WHAT TO PRODUCE:
Your answer consists of the lines in the data that contain "Square". Copy each of them.

*** GIVEN RECORDS Section Begins ***

//! FFmpeg-based transcoder implementation.

use async_trait::async_trait;
use std::path::PathBuf;
use std::time::{Duration, Instant};
use tokio::process::Command;
use tokio_util::sync::CancellationToken;
use tracing::{debug, info};

use crate::metrics::TRANSCODE_DURATION;
use crate::process::{run_supervised, ProcessExit};

use super::config::TranscoderConfig;
use super::error::TranscodeError;
use super::traits::Transcoder;
use super::types::{CoverAspect, TargetFormat, TranscodeJob};

/// Center crop to 16:9, removing the black bars baked into low tier thumbnails.
const LETTERBOX_CROP: &str = "crop=iw:iw*9/16";

/// Builds the video filter applied to the cover image.
///
/// The image is scaled to cover the target box and cropped to it exactly.
/// Legacy images are first cropped back to their real 16:9 content.
pub fn image_filter(aspect: CoverAspect, legacy: bool) -> String {
    let (w, h) = aspect.dimensions();
    let fit = format!(
        "scale={w}:{h}:force_original_aspect_ratio=increase,crop={w}:{h}",
        w = w,
        h = h
    );

    if legacy {
        format!("{},{}", LETTERBOX_CROP, fit)
    } else {
        fit
    }
}

/// `12.5` -> `"12.5"`, `30.0` -> `"30"`.
fn format_seconds(secs: f64) -> String {
    let s = format!("{:.3}", secs);
    s.trim_end_matches('0').trim_end_matches('.').to_string()
}

/// FFmpeg-based transcoder implementation.
pub struct FfmpegTranscoder {
    config: TranscoderConfig,
}

impl FfmpegTranscoder {
    /// Creates a new transcoder with the given configuration.
    pub fn new(config: TranscoderConfig) -> Self {
        Self { config }
    }

    /// Creates a transcoder with default configuration.
    pub fn with_defaults() -> Self {
        Self::new(TranscoderConfig::default())
    }

    /// Builds the full ffmpeg argument list for a job.
    pub fn build_args(&self, job: &TranscodeJob) -> Vec<String> {
        let mut args = vec![
            "-hide_banner".to_string(),
            "-loglevel".to_string(),
            self.config.log_level.clone(),
        ];

        // Trim window as input options so seeking happens before decoding
        if let Some(start) = job.trim.start {
            args.extend(["-ss".to_string(), format_seconds(start)]);
        }
        if let Some(end) = job.trim.end {
            args.extend(["-to".to_string(), format_seconds(end)]);
        }

        args.extend(["-i".to_string(), job.input_path.to_string_lossy().to_string()]);

        if let Some(ref artwork) = job.artwork {
            args.extend(["-i".to_string(), artwork.path.to_string_lossy().to_string()]);
        }

        args.extend(["-map".to_string(), "0:a".to_string()]);

        if let Some(ref artwork) = job.artwork {
            args.extend([
                "-map".to_string(),
                "1:v".to_string(),
                "-c:v".to_string(),
                "mjpeg".to_string(),
                "-disposition:v:0".to_string(),
                "attached_pic".to_string(),
                "-filter:v".to_string(),
                image_filter(job.cover_aspect, artwork.legacy),
            ]);
        }

        args.extend(["-c:a".to_string(), job.format.ffmpeg_codec().to_string()]);

        match job.format {
            TargetFormat::Mp3 => {
                args.extend([
                    "-q:a".to_string(),
                    "2".to_string(),
                    "-id3v2_version".to_string(),
                    "3".to_string(),
                ]);
                if job.artwork.is_some() {
                    args.extend([
                        "-metadata:s:v".to_string(),
                        "title=Album cover".to_string(),
                        "-metadata:s:v".to_string(),
                        "comment=Cover (front)".to_string(),
                    ]);
                }
            }
            TargetFormat::M4a => {
                args.extend([
                    "-b:a".to_string(),
                    "256k".to_string(),
                    "-movflags".to_string(),
                    "+faststart".to_string(),
                    "-f".to_string(),
                    "ipod".to_string(),
                ]);
            }
        }

        args.extend(job.tags.to_ffmpeg_args());

        args.extend(["-y".to_string(), job.output_path.to_string_lossy().to_string()]);

        args
    }
}

#[async_trait]
impl Transcoder for FfmpegTranscoder {
    fn name(&self) -> &str {
        "ffmpeg"
    }

    async fn transcode(
        &self,
        job: &TranscodeJob,
        cancel: CancellationToken,
    ) -> Result<PathBuf, TranscodeError> {
        let start = Instant::now();

        if let Some(parent) = job.output_path.parent() {
            tokio::fs::create_dir_all(parent).await?;
        }

        let args = self.build_args(job);
        debug!(job_id = %job.job_id, "Running ffmpeg: {:?}", args);

        let mut command = Command::new(&self.config.ffmpeg_path);
        command.args(&args);

        let exit = run_supervised(
            command,
            &cancel,
            self.config.timeout_secs.map(Duration::from_secs),
            |_| {},
        )
        .await
        .map_err(|e| {
            if e.kind() == std::io::ErrorKind::NotFound {
                TranscodeError::NotFound {
                    path: self.config.ffmpeg_path.clone(),
                }
            } else {
                TranscodeError::Io(e)
            }
        })?;

        match exit {
            ProcessExit::Exited { status, .. } if status.success() => {}
            ProcessExit::Exited { status, stderr } => {
                return Err(TranscodeError::Failed {
                    code: status.code(),
                    stderr,
                })
            }
            ProcessExit::Killed => return Err(TranscodeError::Cancelled),
            ProcessExit::TimedOut => {
                return Err(TranscodeError::Timeout {
                    timeout_secs: self.config.timeout_secs.unwrap_or_default(),
                })
            }
        }

        if tokio::fs::metadata(&job.output_path).await.is_err() {
            return Err(TranscodeError::OutputMissing {
                path: job.output_path.clone(),
            });
        }

        let elapsed = start.elapsed();
        TRANSCODE_DURATION
            .with_label_values(&[job.format.extension()])
            .observe(elapsed.as_secs_f64());
        info!(
            job_id = %job.job_id,
            "Transcoded to {} in {:.1}s",
            job.output_path.display(),
            elapsed.as_secs_f64()
        );

        Ok(job.output_path.clone())
    }
}

#[cfg(test)]
mod tests {
    use super::*;
    use crate::transcoder::{ResolvedArtwork, TrackTags, TrimWindow};

    fn job(format: TargetFormat) -> TranscodeJob {
        TranscodeJob::new(
            "job-1",
            "/tmp/tg_job-1_audio.webm",
            format!("/music/Song.{}", format.extension()),
            format,
        )
        .with_tags(TrackTags::new("Song", "Artist", "Album"))
    }

    fn art(legacy: bool) -> ResolvedArtwork {
        ResolvedArtwork {
            path: PathBuf::from("/tmp/tg_job-1_cover.jpg"),
            legacy,
        }
    }

    fn windows(args: &[String], a: &str, b: &str) -> bool {
        args.windows(2).any(|w| w[0] == a && w[1] == b)
    }

    #[test]
    fn test_image_filter() {
        assert_eq!(
            image_filter(CoverAspect::Square, false),
            "scale=1000:1000:force_original_aspect_ratio=increase,crop=1000:1000"
        );
        assert_eq!(
            image_filter(CoverAspect::Widescreen, false),
            "scale=1280:720:force_original_aspect_ratio=increase,crop=1280:720"
        );
        assert_eq!(
            image_filter(CoverAspect::Square, true),
            "crop=iw:iw*9/16,scale=1000:1000:force_original_aspect_ratio=increase,crop=1000:1000"
        );
    }

    #[test]
    fn test_mp3_args() {
        let transcoder = FfmpegTranscoder::with_defaults();
        let args = transcoder.build_args(&job(TargetFormat::Mp3));

        assert!(windows(&args, "-c:a", "libmp3lame"));
        assert!(windows(&args, "-q:a", "2"));
        assert!(windows(&args, "-id3v2_version", "3"));
        assert!(!args.contains(&"-movflags".to_string()));
        assert!(!args.contains(&"-b:a".to_string()));
        assert!(windows(&args, "-metadata", "title=Song"));
        assert!(windows(&args, "-metadata", "artist=Artist"));
        assert!(windows(&args, "-metadata", "album=Album"));
        assert_eq!(&args[args.len() - 2..], &["-y", "/music/Song.mp3"]);
    }

    #[test]
    fn test_m4a_args() {
        let transcoder = FfmpegTranscoder::with_defaults();
        let args = transcoder.build_args(&job(TargetFormat::M4a));

        assert!(windows(&args, "-c:a", "aac"));
        assert!(windows(&args, "-b:a", "256k"));
        assert!(windows(&args, "-movflags", "+faststart"));
        assert!(windows(&args, "-f", "ipod"));
        assert!(!args.contains(&"-id3v2_version".to_string()));
        assert_eq!(args.last().unwrap(), "/music/Song.m4a");
    }

    #[test]
    fn test_audio_only_has_single_input() {
        let transcoder = FfmpegTranscoder::with_defaults();
        let args = transcoder.build_args(&job(TargetFormat::Mp3));

        assert_eq!(args.iter().filter(|a| *a == "-i").count(), 1);
        assert!(windows(&args, "-map", "0:a"));
        assert!(!args.contains(&"attached_pic".to_string()));
        assert!(!args.contains(&"-filter:v".to_string()));
    }

    #[test]
    fn test_artwork_is_attached_picture() {
        let transcoder = FfmpegTranscoder::with_defaults();
        let args = transcoder.build_args(&job(TargetFormat::Mp3).with_artwork(art(false)));

        assert_eq!(args.iter().filter(|a| *a == "-i").count(), 2);
        assert!(windows(&args, "-i", "/tmp/tg_job-1_cover.jpg"));
        assert!(windows(&args, "-map", "1:v"));
        assert!(windows(&args, "-disposition:v:0", "attached_pic"));
        assert!(windows(
            &args,
            "-filter:v",
            "scale=1000:1000:force_original_aspect_ratio=increase,crop=1000:1000"
        ));
        assert!(windows(&args, "-metadata:s:v", "title=Album cover"));
    }

    #[test]
    fn test_legacy_artwork_gets_letterbox_crop() {
        let transcoder = FfmpegTranscoder::with_defaults();
        let args = transcoder.build_args(
            &job(TargetFormat::M4a)
                .with_artwork(art(true))
                .with_cover_aspect(CoverAspect::Widescreen),
        );

        let idx = args.iter().position(|a| a == "-filter:v").unwrap();
        assert_eq!(
            args[idx + 1],
            "crop=iw:iw*9/16,scale=1280:720:force_original_aspect_ratio=increase,crop=1280:720"
        );
    }

    #[test]
    fn test_trim_precedes_input() {
        let transcoder = FfmpegTranscoder::with_defaults();
        let args = transcoder.build_args(
            &job(TargetFormat::Mp3).with_trim(TrimWindow::new(Some(12.5), Some(90.0))),
        );

        let ss = args.iter().position(|a| a == "-ss").unwrap();
        let to = args.iter().position(|a| a == "-to").unwrap();
        let input = args.iter().position(|a| a == "-i").unwrap();
        assert_eq!(args[ss + 1], "12.5");
        assert_eq!(args[to + 1], "90");
        assert!(ss < to && to < input);
    }

    #[test]
    fn test_untrimmed_has_no_seek() {
        let transcoder = FfmpegTranscoder::with_defaults();
        let args = transcoder.build_args(&job(TargetFormat::Mp3));
        assert!(!args.contains(&"-ss".to_string()));
        assert!(!args.contains(&"-to".to_string()));
    }

    #[test]
    fn test_format_seconds() {
        assert_eq!(format_seconds(0.0), "0");
        assert_eq!(format_seconds(30.0), "30");
        assert_eq!(format_seconds(12.25), "12.25");
    }

    #[tokio::test]
    async fn test_missing_binary() {
        let transcoder = FfmpegTranscoder::new(TranscoderConfig::with_path(PathBuf::from(
            "/nonexistent/ffmpeg",
        )));
        let dir = tempfile::TempDir::new().unwrap();
        let job = TranscodeJob::new(
            "job-1",
            dir.path().join("in.webm"),
            dir.path().join("out.mp3"),
            TargetFormat::Mp3,
        );

        let result = transcoder.transcode(&job, CancellationToken::new()).await;
        assert!(matches!(result, Err(TranscodeError::NotFound { .. })));
    }
}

*** GIVEN RECORDS Section Ends ***

ANSWER FOR THE TASK:
            image_filter(CoverAspect::Square, false),
            image_filter(CoverAspect::Square, true),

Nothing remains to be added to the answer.